* **WHAT THE EXERCISE ASKS**: Among the entries below, copy every line that carries the word "VaoError".

# # # # # # #

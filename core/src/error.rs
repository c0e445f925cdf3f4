//! Centralized error types for the VirtualAcousticOcean core library.
//!
//! Per the error-handling design, only configuration errors ever reach a
//! caller: bad commands, bad data packets, peer-gone socket writes, slow
//! transmit computation, and propagation-model failures are all logged
//! and recovered from locally at their call sites. [`VaoError`] is
//! reserved for the handful of operations allowed to abort: adding a node
//! after the simulation has started, starting the simulation with an
//! invalid rate configuration, and daemon socket binding.

use thiserror::Error;

/// Application-wide error type for the simulator core.
#[derive(Debug, Error)]
pub enum VaoError {
    /// `add_node` called while running, `orate` not an integer multiple
    /// of `irate`, or some other invalid configuration.
    #[error("configuration error: {0}")]
    Configuration(String),

    /// A daemon failed to bind its requested socket(s).
    #[error("bind failed: {0}")]
    Bind(#[source] std::io::Error),

    /// Miscellaneous I/O failure during setup (not a steady-state socket
    /// write, which is swallowed per the error-handling design).
    #[error("I/O error: {0}")]
    Io(#[source] std::io::Error),

    /// The propagation model rejected a request outright (e.g. invalid
    /// geometry) rather than failing mid-computation.
    #[error("propagation model error: {0}")]
    Propagation(String),
}

/// Convenient `Result` alias for fallible core operations.
pub type VaoResult<T> = Result<T, VaoError>;

impl From<std::io::Error> for VaoError {
    fn from(err: std::io::Error) -> Self {
        Self::Io(err)
    }
}

#[cfg(test)]
mod tests {
    use super::*;

    #[test]
    fn configuration_error_displays_message() {
        let err = VaoError::Configuration("orate must be a multiple of irate".into());
        assert_eq!(
            err.to_string(),
            "configuration error: orate must be a multiple of irate"
        );
    }

    #[test]
    fn io_error_converts_via_from() {
        let io_err = std::io::Error::other("boom");
        let err: VaoError = io_err.into();
        assert!(matches!(err, VaoError::Io(_)));
    }
}
//! Per-node streaming-protocol control daemon: common contract shared by
//! the two concrete framings, UASP (UDP+UDP) and UASP2 (TCP+UDP) (spec
//! §4.5).
//!
//! The control plane (line-delimited JSON request/response/notification)
//! is framing-independent and lives in [`control`]; each framing module
//! only supplies the transport (socket setup, read loop, destination
//! tracking) around the shared [`control::handle_line`] dispatcher.

mod control;
pub mod uasp;
pub mod uasp2;

use std::sync::Arc;

use async_trait::async_trait;
use serde_json::Value as JsonValue;

use crate::error::VaoResult;
use crate::params::ParamValue;
use crate::propagation::SampleMatrix;

pub use control::{ControlRequest, DacBuffer};

/// Application identity advertised by `version` (spec scenario S1).
pub const APP_NAME: &str = "VirtualAcousticOcean";
/// Protocol version advertised by `version`.
pub const PROTOCOL_VERSION: &str = "0.2.0";

/// 16-byte big-endian data-frame header shared by both framings (spec
/// §4.5, "Data plane framing").
#[derive(Debug, Clone, Copy, PartialEq, Eq)]
pub struct FrameHeader {
    pub timestamp_us: u64,
    pub seqno: u32,
    pub nsamples: u16,
    pub nchannels: u16,
}

impl FrameHeader {
    pub const LEN: usize = 16;

    pub fn encode(&self) -> [u8; Self::LEN] {
        let mut buf = [0u8; Self::LEN];
        buf[0..8].copy_from_slice(&self.timestamp_us.to_be_bytes());
        buf[8..12].copy_from_slice(&self.seqno.to_be_bytes());
        buf[12..14].copy_from_slice(&self.nsamples.to_be_bytes());
        buf[14..16].copy_from_slice(&self.nchannels.to_be_bytes());
        buf
    }

    pub fn decode(buf: &[u8]) -> Option<Self> {
        if buf.len() < Self::LEN {
            return None;
        }
        Some(Self {
            timestamp_us: u64::from_be_bytes(buf[0..8].try_into().ok()?),
            seqno: u32::from_be_bytes(buf[8..12].try_into().ok()?),
            nsamples: u16::from_be_bytes(buf[12..14].try_into().ok()?),
            nchannels: u16::from_be_bytes(buf[14..16].try_into().ok()?),
        })
    }
}

/// Encodes a header followed by `nsamples * nchannels` big-endian f32
/// samples, channel-interleaved: `[c0,t0, c1,t0, ..., cC-1,t0, c0,t1, ...]`.
///
/// `SampleMatrix` already stores its data in this exact order, so this
/// walks the backing buffer once rather than re-deriving each channel's
/// column per sample -- this runs once per ADC frame on the streaming
/// hot path (~375 frames/s at the spec's default rates).
pub fn encode_frame(header: &FrameHeader, block: &SampleMatrix) -> Vec<u8> {
    let samples = block.interleaved();
    let mut out = Vec::with_capacity(FrameHeader::LEN + samples.len() * 4);
    out.extend_from_slice(&header.encode());
    for sample in samples {
        out.extend_from_slice(&sample.to_be_bytes());
    }
    out
}

/// Decodes a header-prefixed frame into its header and flat
/// channel-interleaved sample vector. Used to parse incoming DAC data
/// (`odata`); per spec §4.5 "for incoming DAC data the header is ignored
/// (but consumed)", so `nsamples`/`nchannels` are decoded for callers
/// that want them but are NOT used to bound how many samples are read —
/// every complete 4-byte float in the payload is taken, and any trailing
/// partial float (a malformed/truncated packet) is dropped.
pub fn decode_frame(buf: &[u8]) -> Option<(FrameHeader, Vec<f32>)> {
    let header = FrameHeader::decode(buf)?;
    let payload = &buf[FrameHeader::LEN..];
    let samples = payload
        .chunks_exact(4)
        .map(|c| f32::from_be_bytes(c.try_into().unwrap()))
        .collect();
    Some((header, samples))
}

/// Opaque two-way link between a daemon and the node/simulation it is
/// bound to (spec §9, "Opaque client indirection"). The concrete
/// implementor is injected by [`crate::simulation::Simulation`] when it
/// binds each node's daemon.
#[async_trait]
pub trait ClientLink: Send + Sync {
    /// Returns a known parameter's value, or `None` if unrecognized.
    fn get(&self, key: &str) -> Option<ParamValue>;
    /// Applies a parameter `set`; unknown keys are silently ignored.
    fn set(&self, key: &str, value: ParamValue);
    /// Current simulated sample index, for resolving `ostart`'s
    /// optional µs `time` (and "0 ⇒ immediate") to a sample index.
    fn now_sample(&self) -> i64;
    /// The simulation's ADC rate, needed for the same µs-to-sample
    /// conversion.
    fn irate(&self) -> f64;
    /// The node's transmit-capable channel count, needed to reshape the
    /// flat DAC buffer into a `(N/ochannels, ochannels)` matrix (spec §9,
    /// "DAC channel reshape ambiguity").
    fn ochannels(&self) -> usize;
    /// Initiates a transmission of `x` and returns the resolved start
    /// sample (spec §4.4 step 6).
    async fn transmit(&self, t_request_sample: i64, x: SampleMatrix, id: Option<JsonValue>) -> i64;
}

/// Common contract every concrete framing (UASP, UASP2) implements.
#[async_trait]
pub trait ProtocolDaemon: Send + Sync {
    /// Binds sockets/listeners and spins up handler tasks. Idempotent
    /// with respect to the daemon's own lifecycle; called once by
    /// `Simulation::run` per node.
    async fn run(&self, link: Arc<dyn ClientLink>) -> VaoResult<()>;

    /// Sends one ADC data frame to the client (daemon -> client).
    async fn stream(&self, t_us: u64, seqno: u32, block: &SampleMatrix);

    /// Sends an asynchronous notification (daemon -> client).
    async fn event(&self, t_us: u64, event_name: &str, id: Option<JsonValue>);

    /// Releases sockets and stops handler tasks.
    fn close(&self);
}

#[cfg(test)]
pub(crate) mod test_support {
    use super::*;

    /// No-op daemon for tests that need a `Node` but never exercise the
    /// wire protocol.
    pub struct NoopDaemon;

    #[async_trait]
    impl ProtocolDaemon for NoopDaemon {
        async fn run(&self, _link: Arc<dyn ClientLink>) -> VaoResult<()> {
            Ok(())
        }
        async fn stream(&self, _t_us: u64, _seqno: u32, _block: &SampleMatrix) {}
        async fn event(&self, _t_us: u64, _event_name: &str, _id: Option<JsonValue>) {}
        fn close(&self) {}
    }

    /// Minimal [`ClientLink`] for tests that construct a daemon without a
    /// full `Simulation`.
    pub struct NoopLink;

    #[async_trait]
    impl ClientLink for NoopLink {
        fn get(&self, _key: &str) -> Option<ParamValue> {
            None
        }
        fn set(&self, _key: &str, _value: ParamValue) {}
        fn now_sample(&self) -> i64 {
            0
        }
        fn irate(&self) -> f64 {
            96000.0
        }
        fn ochannels(&self) -> usize {
            1
        }
        async fn transmit(&self, t_request_sample: i64, _x: SampleMatrix, _id: Option<JsonValue>) -> i64 {
            t_request_sample
        }
    }
}

#[cfg(test)]
mod tests {
    use super::*;

    #[test]
    fn frame_header_round_trips_through_bytes() {
        let header = FrameHeader {
            timestamp_us: 123_456_789,
            seqno: 42,
            nsamples: 256,
            nchannels: 2,
        };
        let bytes = header.encode();
        assert_eq!(bytes.len(), FrameHeader::LEN);
        let decoded = FrameHeader::decode(&bytes).unwrap();
        assert_eq!(decoded, header);
    }

    #[test]
    fn encode_frame_interleaves_channels_per_sample() {
        let header = FrameHeader {
            timestamp_us: 0,
            seqno: 0,
            nsamples: 2,
            nchannels: 2,
        };
        let block = SampleMatrix::from_columns(vec![vec![1.0, 3.0], vec![2.0, 4.0]]);
        let bytes = encode_frame(&header, &block);
        assert_eq!(bytes.len(), FrameHeader::LEN + 2 * 2 * 4);
        let payload = &bytes[FrameHeader::LEN..];
        let s0c0 = f32::from_be_bytes(payload[0..4].try_into().unwrap());
        let s0c1 = f32::from_be_bytes(payload[4..8].try_into().unwrap());
        let s1c0 = f32::from_be_bytes(payload[8..12].try_into().unwrap());
        let s1c1 = f32::from_be_bytes(payload[12..16].try_into().unwrap());
        assert_eq!([s0c0, s0c1, s1c0, s1c1], [1.0, 2.0, 3.0, 4.0]);
    }

    #[test]
    fn decode_frame_recovers_samples_ignoring_header_semantics() {
        let header = FrameHeader {
            timestamp_us: 999,
            seqno: 7,
            nsamples: 1,
            nchannels: 2,
        };
        let block = SampleMatrix::from_columns(vec![vec![0.5], vec![-0.5]]);
        let bytes = encode_frame(&header, &block);
        let (decoded_header, samples) = decode_frame(&bytes).unwrap();
        assert_eq!(decoded_header, header);
        assert_eq!(samples, vec![0.5, -0.5]);
    }

    #[test]
    fn decode_frame_ignores_declared_header_counts_for_incoming_data() {
        // Spec §4.5: "for incoming DAC data the header is ignored (but
        // consumed)" -- a client may put whatever it wants in
        // nsamples/nchannels; decode_frame must not use those fields to
        // bound how many floats it extracts.
        let header = FrameHeader {
            timestamp_us: 0,
            seqno: 0,
            nsamples: 10,
            nchannels: 2,
        };
        let mut bytes = header.encode().to_vec();
        bytes.extend_from_slice(&1.0f32.to_be_bytes());
        bytes.extend_from_slice(&2.0f32.to_be_bytes());
        let (_, samples) = decode_frame(&bytes).unwrap();
        assert_eq!(samples, vec![1.0, 2.0]);
    }

    #[test]
    fn decode_frame_drops_trailing_partial_float() {
        let header = FrameHeader {
            timestamp_us: 0,
            seqno: 0,
            nsamples: 0,
            nchannels: 0,
        };
        let mut bytes = header.encode().to_vec();
        bytes.extend_from_slice(&1.0f32.to_be_bytes());
        bytes.extend_from_slice(&[0u8; 2]); // a partial, malformed trailing float
        let (_, samples) = decode_frame(&bytes).unwrap();
        assert_eq!(samples, vec![1.0]);
    }

    #[test]
    fn decode_frame_rejects_buffer_shorter_than_header() {
        assert!(decode_frame(&[0u8; 4]).is_none());
    }
}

# # # # # # #

* **WRITTEN RESPONSE**:
//! and recovered from locally at their call sites. [`VaoError`] is
pub enum VaoError {
pub type VaoResult<T> = Result<T, VaoError>;
impl From<std::io::Error> for VaoError {
        let err = VaoError::Configuration("orate must be a multiple of irate".into());
        let err: VaoError = io_err.into();
        assert!(matches!(err, VaoError::Io(_)));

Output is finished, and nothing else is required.